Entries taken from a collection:
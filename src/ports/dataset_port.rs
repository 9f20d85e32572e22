//! Dataset source port trait.

use crate::domain::dataset::RawTable;
use crate::domain::error::StockPagesError;

/// A tabular source: a header row followed by data rows.
pub trait DatasetPort {
    fn load_table(&self) -> Result<RawTable, StockPagesError>;
}
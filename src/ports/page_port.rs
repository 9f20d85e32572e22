//! Output page store port trait.

use std::path::PathBuf;

use crate::domain::error::StockPagesError;

/// Flat store of generated pages, addressed by file name.
pub trait PagePort {
    /// Write (or overwrite) a page and return where it landed.
    fn write_page(&self, file_name: &str, html: &str) -> Result<PathBuf, StockPagesError>;

    /// Names of the `.html` pages currently in the store.
    fn list_pages(&self) -> Result<Vec<String>, StockPagesError>;

    fn remove_page(&self, file_name: &str) -> Result<(), StockPagesError>;
}
//! Raw tabular rows to typed metric records.
//!
//! Adapters hand over a [`RawTable`] (header row plus cells); this module
//! finds the ticker column, coerces every metric cell and drops blank rows.

use super::field::FieldId;
use super::record::{MetricValue, Record};

/// Header names (compared case-insensitively) that identify the ticker column.
pub const TICKER_COLUMNS: [&str; 4] = ["symbol", "ticker", "tick", "tic"];

/// Strings treated as an explicit "no value" marker.
const SENTINELS: [&str; 4] = ["na", "n/a", "nan", "null"];

#[derive(Debug, Clone, PartialEq)]
pub enum Cell {
    Empty,
    Number(f64),
    Text(String),
}

impl Cell {
    pub fn is_blank(&self) -> bool {
        match self {
            Cell::Empty => true,
            Cell::Text(s) => s.trim().is_empty(),
            Cell::Number(_) => false,
        }
    }

    pub fn to_metric(&self) -> MetricValue {
        match self {
            Cell::Empty => None,
            Cell::Number(v) => Some(*v).filter(|v| !v.is_nan()),
            Cell::Text(s) => parse_metric_text(s),
        }
    }

    /// Cell rendered as a trimmed string, for the ticker column.
    pub fn to_text(&self) -> Option<String> {
        match self {
            Cell::Empty => None,
            Cell::Number(v) => Some(v.to_string()),
            Cell::Text(s) => Some(s.trim().to_string()),
        }
    }
}

/// Parse a textual cell. Blank, sentinel and unparseable strings are absent.
pub fn parse_metric_text(raw: &str) -> MetricValue {
    let s = raw.trim();
    if s.is_empty() {
        return None;
    }
    let lower = s.to_ascii_lowercase();
    if SENTINELS.contains(&lower.as_str()) {
        return None;
    }
    s.parse::<f64>().ok().filter(|v| !v.is_nan())
}

#[derive(Debug, Clone, Default, PartialEq)]
pub struct RawTable {
    pub headers: Vec<String>,
    pub rows: Vec<Vec<Cell>>,
}

#[derive(Debug, Clone, Copy, PartialEq)]
enum Column {
    Symbol,
    Metric(FieldId),
    Ignored,
}

fn classify_header(header: &str) -> Option<Column> {
    let name = header.trim();
    if name.is_empty() {
        return None;
    }
    let lower = name.to_ascii_lowercase();
    if TICKER_COLUMNS.contains(&lower.as_str()) {
        return Some(Column::Symbol);
    }
    Some(match name.parse::<FieldId>() {
        Ok(field) => Column::Metric(field),
        Err(_) => Column::Ignored,
    })
}

/// Build one record per non-blank row. Missing cells and unknown columns
/// leave the corresponding fields absent; a later ticker column overrides an
/// earlier one.
pub fn build_records(table: &RawTable) -> Vec<Record> {
    let columns: Vec<(usize, Column)> = table
        .headers
        .iter()
        .enumerate()
        .filter_map(|(idx, h)| classify_header(h).map(|c| (idx, c)))
        .collect();

    let mut records = Vec::with_capacity(table.rows.len());
    for row in &table.rows {
        let blank = columns
            .iter()
            .all(|(idx, _)| row.get(*idx).is_none_or(Cell::is_blank));
        if blank && !columns.is_empty() {
            continue;
        }

        let mut record = Record::new(None);
        for &(idx, column) in &columns {
            let cell = row.get(idx).unwrap_or(&Cell::Empty);
            match column {
                Column::Symbol => record.symbol = cell.to_text(),
                Column::Metric(field) => record.set(field, cell.to_metric()),
                Column::Ignored => {}
            }
        }
        records.push(record);
    }
    records
}
//! Per-instrument metric records.

use super::field::{FIELD_COUNT, FieldId};

/// A metric reading; `None` means the value is absent or unparseable.
pub type MetricValue = Option<f64>;

/// All metric values for one instrument. Total over every [`FieldId`]:
/// fields missing from the dataset are simply absent.
#[derive(Debug, Clone, PartialEq)]
pub struct Record {
    pub symbol: Option<String>,
    values: [MetricValue; FIELD_COUNT],
}

impl Record {
    pub fn new(symbol: Option<String>) -> Self {
        Self {
            symbol,
            values: [None; FIELD_COUNT],
        }
    }

    pub fn with_symbol(symbol: &str) -> Self {
        Self::new(Some(symbol.to_string()))
    }

    pub fn get(&self, field: FieldId) -> MetricValue {
        self.values[field.index()]
    }

    /// Store a value. NaN is normalised to absent.
    pub fn set(&mut self, field: FieldId, value: MetricValue) {
        self.values[field.index()] = value.filter(|v| !v.is_nan());
    }

    pub fn with(mut self, field: FieldId, value: f64) -> Self {
        self.set(field, Some(value));
        self
    }

    /// Iterate `(field, value)` pairs in table order.
    pub fn iter(&self) -> impl Iterator<Item = (FieldId, MetricValue)> + '_ {
        FieldId::ALL.iter().map(move |&f| (f, self.get(f)))
    }

    pub fn present_count(&self) -> usize {
        self.values.iter().filter(|v| v.is_some()).count()
    }
}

§ EXERCISE DESCRIPTION
Restate every record exactly, leaving nothing out.

§ RESPONSE FOR THIS EXERCISE
filename src/ports/dataset_port.rs
repository 9f20d85e32572e22
//! Dataset source port trait.

use crate::domain::dataset::RawTable;
use crate::domain::error::StockPagesError;

/// A tabular source: a header row followed by data rows.
pub trait DatasetPort {
    fn load_table(&self) -> Result<RawTable, StockPagesError>;
}
filename src/ports/page_port.rs
repository 9f20d85e32572e22
//! Output page store port trait.

use std::path::PathBuf;

use crate::domain::error::StockPagesError;

/// Flat store of generated pages, addressed by file name.
pub trait PagePort {
    /// Write (or overwrite) a page and return where it landed.
    fn write_page(&self, file_name: &str, html: &str) -> Result<PathBuf, StockPagesError>;

    /// Names of the `.html` pages currently in the store.
    fn list_pages(&self) -> Result<Vec<String>, StockPagesError>;

    fn remove_page(&self, file_name: &str) -> Result<(), StockPagesError>;
}
//! Raw tabular rows to typed metric records.
//!
//! Adapters hand over a [`RawTable`] (header row plus cells); this module
//! finds the ticker column, coerces every metric cell and drops blank rows.

use super::field::FieldId;
use super::record::{MetricValue, Record};

/// Header names (compared case-insensitively) that identify the ticker column.
pub const TICKER_COLUMNS: [&str; 4] = ["symbol", "ticker", "tick", "tic"];

/// Strings treated as an explicit "no value" marker.
const SENTINELS: [&str; 4] = ["na", "n/a", "nan", "null"];

#[derive(Debug, Clone, PartialEq)]
pub enum Cell {
    Empty,
    Number(f64),
    Text(String),
}

impl Cell {
    pub fn is_blank(&self) -> bool {
        match self {
            Cell::Empty => true,
            Cell::Text(s) => s.trim().is_empty(),
            Cell::Number(_) => false,
        }
    }

    pub fn to_metric(&self) -> MetricValue {
        match self {
            Cell::Empty => None,
            Cell::Number(v) => Some(*v).filter(|v| !v.is_nan()),
            Cell::Text(s) => parse_metric_text(s),
        }
    }

    /// Cell rendered as a trimmed string, for the ticker column.
    pub fn to_text(&self) -> Option<String> {
        match self {
            Cell::Empty => None,
            Cell::Number(v) => Some(v.to_string()),
            Cell::Text(s) => Some(s.trim().to_string()),
        }
    }
}

/// Parse a textual cell. Blank, sentinel and unparseable strings are absent.
pub fn parse_metric_text(raw: &str) -> MetricValue {
    let s = raw.trim();
    if s.is_empty() {
        return None;
    }
    let lower = s.to_ascii_lowercase();
    if SENTINELS.contains(&lower.as_str()) {
        return None;
    }
    s.parse::<f64>().ok().filter(|v| !v.is_nan())
}

#[derive(Debug, Clone, Default, PartialEq)]
pub struct RawTable {
    pub headers: Vec<String>,
    pub rows: Vec<Vec<Cell>>,
}

#[derive(Debug, Clone, Copy, PartialEq)]
enum Column {
    Symbol,
    Metric(FieldId),
    Ignored,
}

fn classify_header(header: &str) -> Option<Column> {
    let name = header.trim();
    if name.is_empty() {
        return None;
    }
    let lower = name.to_ascii_lowercase();
    if TICKER_COLUMNS.contains(&lower.as_str()) {
        return Some(Column::Symbol);
    }
    Some(match name.parse::<FieldId>() {
        Ok(field) => Column::Metric(field),
        Err(_) => Column::Ignored,
    })
}

/// Build one record per non-blank row. Missing cells and unknown columns
/// leave the corresponding fields absent; a later ticker column overrides an
/// earlier one.
pub fn build_records(table: &RawTable) -> Vec<Record> {
    let columns: Vec<(usize, Column)> = table
        .headers
        .iter()
        .enumerate()
        .filter_map(|(idx, h)| classify_header(h).map(|c| (idx, c)))
        .collect();

    let mut records = Vec::with_capacity(table.rows.len());
    for row in &table.rows {
        let blank = columns
            .iter()
            .all(|(idx, _)| row.get(*idx).is_none_or(Cell::is_blank));
        if blank && !columns.is_empty() {
            continue;
        }

        let mut record = Record::new(None);
        for &(idx, column) in &columns {
            let cell = row.get(idx).unwrap_or(&Cell::Empty);
            match column {
                Column::Symbol => record.symbol = cell.to_text(),
                Column::Metric(field) => record.set(field, cell.to_metric()),
                Column::Ignored => {}
            }
        }
        records.push(record);
    }
    records
}
//! Per-instrument metric records.

use super::field::{FIELD_COUNT, FieldId};

/// A metric reading; `None` means the value is absent or unparseable.
pub type MetricValue = Option<f64>;

/// All metric values for one instrument. Total over every [`FieldId`]:
/// fields missing from the dataset are simply absent.
#[derive(Debug, Clone, PartialEq)]
pub struct Record {
    pub symbol: Option<String>,
    values: [MetricValue; FIELD_COUNT],
}

impl Record {
    pub fn new(symbol: Option<String>) -> Self {
        Self {
            symbol,
            values: [None; FIELD_COUNT],
        }
    }

    pub fn with_symbol(symbol: &str) -> Self {
        Self::new(Some(symbol.to_string()))
    }

    pub fn get(&self, field: FieldId) -> MetricValue {
        self.values[field.index()]
    }

    /// Store a value. NaN is normalised to absent.
    pub fn set(&mut self, field: FieldId, value: MetricValue) {
        self.values[field.index()] = value.filter(|v| !v.is_nan());
    }

    pub fn with(mut self, field: FieldId, value: f64) -> Self {
        self.set(field, Some(value));
        self
    }

    /// Iterate `(field, value)` pairs in table order.
    pub fn iter(&self) -> impl Iterator<Item = (FieldId, MetricValue)> + '_ {
        FieldId::ALL.iter().map(move |&f| (f, self.get(f)))
    }

    pub fn present_count(&self) -> usize {
        self.values.iter().filter(|v| v.is_some()).count()
    }
}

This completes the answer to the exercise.